BRIEF:
Could you return all of the records exactly as they stand?

SUPPLIED RECORDS:
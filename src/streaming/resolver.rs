//! Map a stream descriptor to a playable URL.
//!
//! Descriptors are parsed once into a [`StreamRoute`]; rendering a route is a
//! pure function of the route, the session's [`AuthToken`] and the client
//! flag. Resolution never fails: unrecognised names pass the raw value
//! through unchanged.

use std::fmt;

use tracing::trace;

use crate::models::StreamDescriptor;
use crate::utils::url::UrlUtils;

use super::auth_token::AuthToken;
use super::classification::{ContainerFormat, classify_container};

/// Provider-V host; always served as HLS
pub const PROVIDER_V_HOST: &str = "pull.niues.live";
/// Provider-C host; FLV or HLS depending on the client flag
pub const PROVIDER_C_HOST: &str = "pull.dangaoka.com";
/// Absolute-URL host whose manifests are rewritten to FLV when the client
/// flag is false. This is the opposite polarity to Provider-C.
pub const REWRITE_HOST: &str = "pull.niur.live";

#[derive(Debug, Clone, Copy, PartialEq, Eq, Hash)]
pub enum Tier {
    Hd,
    Sd,
}

impl Tier {
    fn suffix(&self) -> &'static str {
        match self {
            Tier::Hd => "lhd",
            Tier::Sd => "lsd",
        }
    }
}

#[derive(Debug, Clone, Copy, PartialEq, Eq, Hash)]
pub enum Provider {
    V,
    C,
}

impl Provider {
    pub fn host(&self) -> &'static str {
        match self {
            Provider::V => PROVIDER_V_HOST,
            Provider::C => PROVIDER_C_HOST,
        }
    }

    fn container(&self, is_apple_like: bool) -> ContainerFormat {
        match self {
            Provider::V => ContainerFormat::Manifest,
            Provider::C if is_apple_like => ContainerFormat::RawSegment,
            Provider::C => ContainerFormat::Manifest,
        }
    }
}

/// Name markers checked in order; the first substring hit wins
const NAME_MARKERS: [(&str, Provider, Tier); 4] = [
    ("V HD", Provider::V, Tier::Hd),
    ("V SD", Provider::V, Tier::Sd),
    ("C HD", Provider::C, Tier::Hd),
    ("C SD", Provider::C, Tier::Sd),
];

/// A descriptor after parsing
#[derive(Debug, Clone, PartialEq, Eq, Hash)]
pub enum StreamRoute {
    /// The value is already a URL
    DirectUrl(String),
    /// The value is a provider stream key
    Provider {
        provider: Provider,
        tier: Tier,
        key: String,
    },
    /// Unrecognised name; the value is used verbatim
    PassThrough(String),
}

impl StreamRoute {
    pub fn parse(descriptor: &StreamDescriptor) -> Self {
        if UrlUtils::looks_absolute(&descriptor.url) {
            return StreamRoute::DirectUrl(descriptor.url.clone());
        }
        NAME_MARKERS
            .iter()
            .find(|(marker, _, _)| descriptor.name.contains(marker))
            .map(|(_, provider, tier)| StreamRoute::Provider {
                provider: *provider,
                tier: *tier,
                key: descriptor.url.clone(),
            })
            .unwrap_or_else(|| StreamRoute::PassThrough(descriptor.url.clone()))
    }

    pub fn render(&self, token: &AuthToken, is_apple_like: bool) -> String {
        match self {
            StreamRoute::DirectUrl(url) => {
                if !is_apple_like && url.contains(REWRITE_HOST) {
                    url.replacen(".m3u8", ".flv", 1)
                } else {
                    url.clone()
                }
            }
            StreamRoute::Provider {
                provider,
                tier,
                key,
            } => {
                let extension = provider
                    .container(is_apple_like)
                    .extension()
                    .unwrap_or("m3u8");
                format!(
                    "https://{}/live/stream-{}_{}.{}?auth_key={}",
                    provider.host(),
                    key,
                    tier.suffix(),
                    extension,
                    token
                )
            }
            StreamRoute::PassThrough(value) => value.clone(),
        }
    }
}

impl fmt::Display for StreamRoute {
    fn fmt(&self, f: &mut fmt::Formatter<'_>) -> fmt::Result {
        match self {
            StreamRoute::DirectUrl(_) => f.write_str("direct"),
            StreamRoute::Provider { provider, tier, .. } => {
                write!(f, "provider-{:?} {}", provider, tier.suffix())
            }
            StreamRoute::PassThrough(_) => f.write_str("pass-through"),
        }
    }
}

/// The outcome of resolving one descriptor
#[derive(Debug, Clone, PartialEq, Eq)]
pub struct ResolvedStream {
    pub name: String,
    pub route: StreamRoute,
    pub url: String,
    pub container: ContainerFormat,
}

/// Resolves descriptors with one token for the lifetime of a session
#[derive(Debug, Clone)]
pub struct StreamResolver {
    token: AuthToken,
    is_apple_like: bool,
}

impl StreamResolver {
    pub fn new(token: AuthToken, is_apple_like: bool) -> Self {
        Self {
            token,
            is_apple_like,
        }
    }

    pub fn token(&self) -> &AuthToken {
        &self.token
    }

    pub fn is_apple_like(&self) -> bool {
        self.is_apple_like
    }

    pub fn resolve(&self, descriptor: &StreamDescriptor) -> ResolvedStream {
        let route = StreamRoute::parse(descriptor);
        let url = route.render(&self.token, self.is_apple_like);
        trace!(
            "Resolved '{}' via {} to {}",
            descriptor.name,
            route,
            UrlUtils::obfuscate_credentials(&url)
        );
        ResolvedStream {
            name: descriptor.name.clone(),
            container: classify_container(&url),
            route,
            url,
        }
    }

    pub fn resolve_all(&self, descriptors: &[StreamDescriptor]) -> Vec<ResolvedStream> {
        descriptors.iter().map(|d| self.resolve(d)).collect()
    }
}

/// Resolve a single descriptor to a URL
pub fn resolve(descriptor: &StreamDescriptor, is_apple_like: bool, token: &AuthToken) -> String {
    StreamRoute::parse(descriptor).render(token, is_apple_like)
}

RESULT BELOW:
filename src/streaming/resolver.rs
//! Map a stream descriptor to a playable URL.
//!
//! Descriptors are parsed once into a [`StreamRoute`]; rendering a route is a
//! pure function of the route, the session's [`AuthToken`] and the client
//! flag. Resolution never fails: unrecognised names pass the raw value
//! through unchanged.

use std::fmt;

use tracing::trace;

use crate::models::StreamDescriptor;
use crate::utils::url::UrlUtils;

use super::auth_token::AuthToken;
use super::classification::{ContainerFormat, classify_container};

/// Provider-V host; always served as HLS
pub const PROVIDER_V_HOST: &str = "pull.niues.live";
/// Provider-C host; FLV or HLS depending on the client flag
pub const PROVIDER_C_HOST: &str = "pull.dangaoka.com";
/// Absolute-URL host whose manifests are rewritten to FLV when the client
/// flag is false. This is the opposite polarity to Provider-C.
pub const REWRITE_HOST: &str = "pull.niur.live";

#[derive(Debug, Clone, Copy, PartialEq, Eq, Hash)]
pub enum Tier {
    Hd,
    Sd,
}

impl Tier {
    fn suffix(&self) -> &'static str {
        match self {
            Tier::Hd => "lhd",
            Tier::Sd => "lsd",
        }
    }
}

#[derive(Debug, Clone, Copy, PartialEq, Eq, Hash)]
pub enum Provider {
    V,
    C,
}

impl Provider {
    pub fn host(&self) -> &'static str {
        match self {
            Provider::V => PROVIDER_V_HOST,
            Provider::C => PROVIDER_C_HOST,
        }
    }

    fn container(&self, is_apple_like: bool) -> ContainerFormat {
        match self {
            Provider::V => ContainerFormat::Manifest,
            Provider::C if is_apple_like => ContainerFormat::RawSegment,
            Provider::C => ContainerFormat::Manifest,
        }
    }
}

/// Name markers checked in order; the first substring hit wins
const NAME_MARKERS: [(&str, Provider, Tier); 4] = [
    ("V HD", Provider::V, Tier::Hd),
    ("V SD", Provider::V, Tier::Sd),
    ("C HD", Provider::C, Tier::Hd),
    ("C SD", Provider::C, Tier::Sd),
];

/// A descriptor after parsing
#[derive(Debug, Clone, PartialEq, Eq, Hash)]
pub enum StreamRoute {
    /// The value is already a URL
    DirectUrl(String),
    /// The value is a provider stream key
    Provider {
        provider: Provider,
        tier: Tier,
        key: String,
    },
    /// Unrecognised name; the value is used verbatim
    PassThrough(String),
}

impl StreamRoute {
    pub fn parse(descriptor: &StreamDescriptor) -> Self {
        if UrlUtils::looks_absolute(&descriptor.url) {
            return StreamRoute::DirectUrl(descriptor.url.clone());
        }
        NAME_MARKERS
            .iter()
            .find(|(marker, _, _)| descriptor.name.contains(marker))
            .map(|(_, provider, tier)| StreamRoute::Provider {
                provider: *provider,
                tier: *tier,
                key: descriptor.url.clone(),
            })
            .unwrap_or_else(|| StreamRoute::PassThrough(descriptor.url.clone()))
    }

    pub fn render(&self, token: &AuthToken, is_apple_like: bool) -> String {
        match self {
            StreamRoute::DirectUrl(url) => {
                if !is_apple_like && url.contains(REWRITE_HOST) {
                    url.replacen(".m3u8", ".flv", 1)
                } else {
                    url.clone()
                }
            }
            StreamRoute::Provider {
                provider,
                tier,
                key,
            } => {
                let extension = provider
                    .container(is_apple_like)
                    .extension()
                    .unwrap_or("m3u8");
                format!(
                    "https://{}/live/stream-{}_{}.{}?auth_key={}",
                    provider.host(),
                    key,
                    tier.suffix(),
                    extension,
                    token
                )
            }
            StreamRoute::PassThrough(value) => value.clone(),
        }
    }
}

impl fmt::Display for StreamRoute {
    fn fmt(&self, f: &mut fmt::Formatter<'_>) -> fmt::Result {
        match self {
            StreamRoute::DirectUrl(_) => f.write_str("direct"),
            StreamRoute::Provider { provider, tier, .. } => {
                write!(f, "provider-{:?} {}", provider, tier.suffix())
            }
            StreamRoute::PassThrough(_) => f.write_str("pass-through"),
        }
    }
}

/// The outcome of resolving one descriptor
#[derive(Debug, Clone, PartialEq, Eq)]
pub struct ResolvedStream {
    pub name: String,
    pub route: StreamRoute,
    pub url: String,
    pub container: ContainerFormat,
}

/// Resolves descriptors with one token for the lifetime of a session
#[derive(Debug, Clone)]
pub struct StreamResolver {
    token: AuthToken,
    is_apple_like: bool,
}

impl StreamResolver {
    pub fn new(token: AuthToken, is_apple_like: bool) -> Self {
        Self {
            token,
            is_apple_like,
        }
    }

    pub fn token(&self) -> &AuthToken {
        &self.token
    }

    pub fn is_apple_like(&self) -> bool {
        self.is_apple_like
    }

    pub fn resolve(&self, descriptor: &StreamDescriptor) -> ResolvedStream {
        let route = StreamRoute::parse(descriptor);
        let url = route.render(&self.token, self.is_apple_like);
        trace!(
            "Resolved '{}' via {} to {}",
            descriptor.name,
            route,
            UrlUtils::obfuscate_credentials(&url)
        );
        ResolvedStream {
            name: descriptor.name.clone(),
            container: classify_container(&url),
            route,
            url,
        }
    }

    pub fn resolve_all(&self, descriptors: &[StreamDescriptor]) -> Vec<ResolvedStream> {
        descriptors.iter().map(|d| self.resolve(d)).collect()
    }
}

/// Resolve a single descriptor to a URL
pub fn resolve(descriptor: &StreamDescriptor, is_apple_like: bool, token: &AuthToken) -> String {
    StreamRoute::parse(descriptor).render(token, is_apple_like)
}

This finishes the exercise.